> **INFORMATION SHOWN**:
use quire_primitives::Rope;
use roxmltree::{Document, Node, NodeType, ParsingOptions};

use crate::error::RawParseError;
use crate::tree::{ObjectAttribute, ObjectId, ObjectKind, ObjectTree};

/// Parses `text` strictly into an [`ObjectTree`].
///
/// Internal DTD subsets are accepted. Failures carry the parser's message
/// followed by `(line R, column C)`.
pub fn parse(text: &str) -> Result<ObjectTree, RawParseError> {
	let options = ParsingOptions {
		allow_dtd: true,
		..ParsingOptions::default()
	};
	let document = Document::parse_with_options(text, options).map_err(render_error)?;
	let offsets = Rope::from_str(text);
	let mut tree = ObjectTree::new(offsets.len_chars());

	let mut ids = vec![ObjectId::ROOT; document.descendants().count()];
	for node in document.root().descendants().skip(1) {
		let Some(parent) = node.parent() else {
			continue;
		};
		let Some(kind) = object_kind(text, &node) else {
			continue;
		};
		let range = node.range();
		let range = offsets.byte_to_char(range.start)..offsets.byte_to_char(range.end);
		let id = tree.push(ids[parent.id().get_usize()], kind, range);
		ids[node.id().get_usize()] = id;
	}

	Ok(tree)
}

fn object_kind(text: &str, node: &Node<'_, '_>) -> Option<ObjectKind> {
	Some(match node.node_type() {
		NodeType::Root => return None,
		NodeType::Element => ObjectKind::Element {
			name: qualified_name(text, node),
			attributes: node
				.attributes()
				.map(|attr| {
					let prefix = attr.namespace().and_then(|uri| node.lookup_prefix(uri));
					let name = match prefix {
						Some(prefix) if !prefix.is_empty() => format!("{prefix}:{}", attr.name()),
						_ => attr.name().to_owned(),
					};
					ObjectAttribute {
						name,
						value: attr.value().to_owned(),
					}
				})
				.collect(),
		},
		NodeType::Text => ObjectKind::Text(node.text().unwrap_or_default().to_owned()),
		NodeType::Comment => ObjectKind::Comment(node.text().unwrap_or_default().to_owned()),
		NodeType::PI => {
			let pi = node.pi()?;
			ObjectKind::ProcessingInstruction {
				target: pi.target.to_owned(),
				data: pi.value.map(str::to_owned),
				source: text.get(node.range()).unwrap_or_default().to_owned(),
			}
		}
	})
}

/// The element name exactly as written after `<`, prefix included.
fn qualified_name(text: &str, node: &Node<'_, '_>) -> String {
	let start = node.range().start + 1;
	text.get(start..)
		.and_then(|rest| rest.split(|c: char| c.is_whitespace() || c == '/' || c == '>').next())
		.filter(|name| !name.is_empty())
		.map_or_else(|| node.tag_name().name().to_owned(), str::to_owned)
}

fn render_error(error: roxmltree::Error) -> RawParseError {
	let pos = error.pos();
	let message = error.to_string();
	let suffix = format!(" at {pos}");
	let message = message.strip_suffix(suffix.as_str()).unwrap_or(&message);
	RawParseError::new(format!("{message} (line {}, column {})", pos.row, pos.col))
}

> **PROBLEM**:
From the first line to the last, retype the records exactly.

> **ANSWER**:
use quire_primitives::Rope;
use roxmltree::{Document, Node, NodeType, ParsingOptions};

use crate::error::RawParseError;
use crate::tree::{ObjectAttribute, ObjectId, ObjectKind, ObjectTree};

/// Parses `text` strictly into an [`ObjectTree`].
///
/// Internal DTD subsets are accepted. Failures carry the parser's message
/// followed by `(line R, column C)`.
pub fn parse(text: &str) -> Result<ObjectTree, RawParseError> {
	let options = ParsingOptions {
		allow_dtd: true,
		..ParsingOptions::default()
	};
	let document = Document::parse_with_options(text, options).map_err(render_error)?;
	let offsets = Rope::from_str(text);
	let mut tree = ObjectTree::new(offsets.len_chars());

	let mut ids = vec![ObjectId::ROOT; document.descendants().count()];
	for node in document.root().descendants().skip(1) {
		let Some(parent) = node.parent() else {
			continue;
		};
		let Some(kind) = object_kind(text, &node) else {
			continue;
		};
		let range = node.range();
		let range = offsets.byte_to_char(range.start)..offsets.byte_to_char(range.end);
		let id = tree.push(ids[parent.id().get_usize()], kind, range);
		ids[node.id().get_usize()] = id;
	}

	Ok(tree)
}

fn object_kind(text: &str, node: &Node<'_, '_>) -> Option<ObjectKind> {
	Some(match node.node_type() {
		NodeType::Root => return None,
		NodeType::Element => ObjectKind::Element {
			name: qualified_name(text, node),
			attributes: node
				.attributes()
				.map(|attr| {
					let prefix = attr.namespace().and_then(|uri| node.lookup_prefix(uri));
					let name = match prefix {
						Some(prefix) if !prefix.is_empty() => format!("{prefix}:{}", attr.name()),
						_ => attr.name().to_owned(),
					};
					ObjectAttribute {
						name,
						value: attr.value().to_owned(),
					}
				})
				.collect(),
		},
		NodeType::Text => ObjectKind::Text(node.text().unwrap_or_default().to_owned()),
		NodeType::Comment => ObjectKind::Comment(node.text().unwrap_or_default().to_owned()),
		NodeType::PI => {
			let pi = node.pi()?;
			ObjectKind::ProcessingInstruction {
				target: pi.target.to_owned(),
				data: pi.value.map(str::to_owned),
				source: text.get(node.range()).unwrap_or_default().to_owned(),
			}
		}
	})
}

/// The element name exactly as written after `<`, prefix included.
fn qualified_name(text: &str, node: &Node<'_, '_>) -> String {
	let start = node.range().start + 1;
	text.get(start..)
		.and_then(|rest| rest.split(|c: char| c.is_whitespace() || c == '/' || c == '>').next())
		.filter(|name| !name.is_empty())
		.map_or_else(|| node.tag_name().name().to_owned(), str::to_owned)
}

fn render_error(error: roxmltree::Error) -> RawParseError {
	let pos = error.pos();
	let message = error.to_string();
	let suffix = format!(" at {pos}");
	let message = message.strip_suffix(suffix.as_str()).unwrap_or(&message);
	RawParseError::new(format!("{message} (line {}, column {})", pos.row, pos.col))
}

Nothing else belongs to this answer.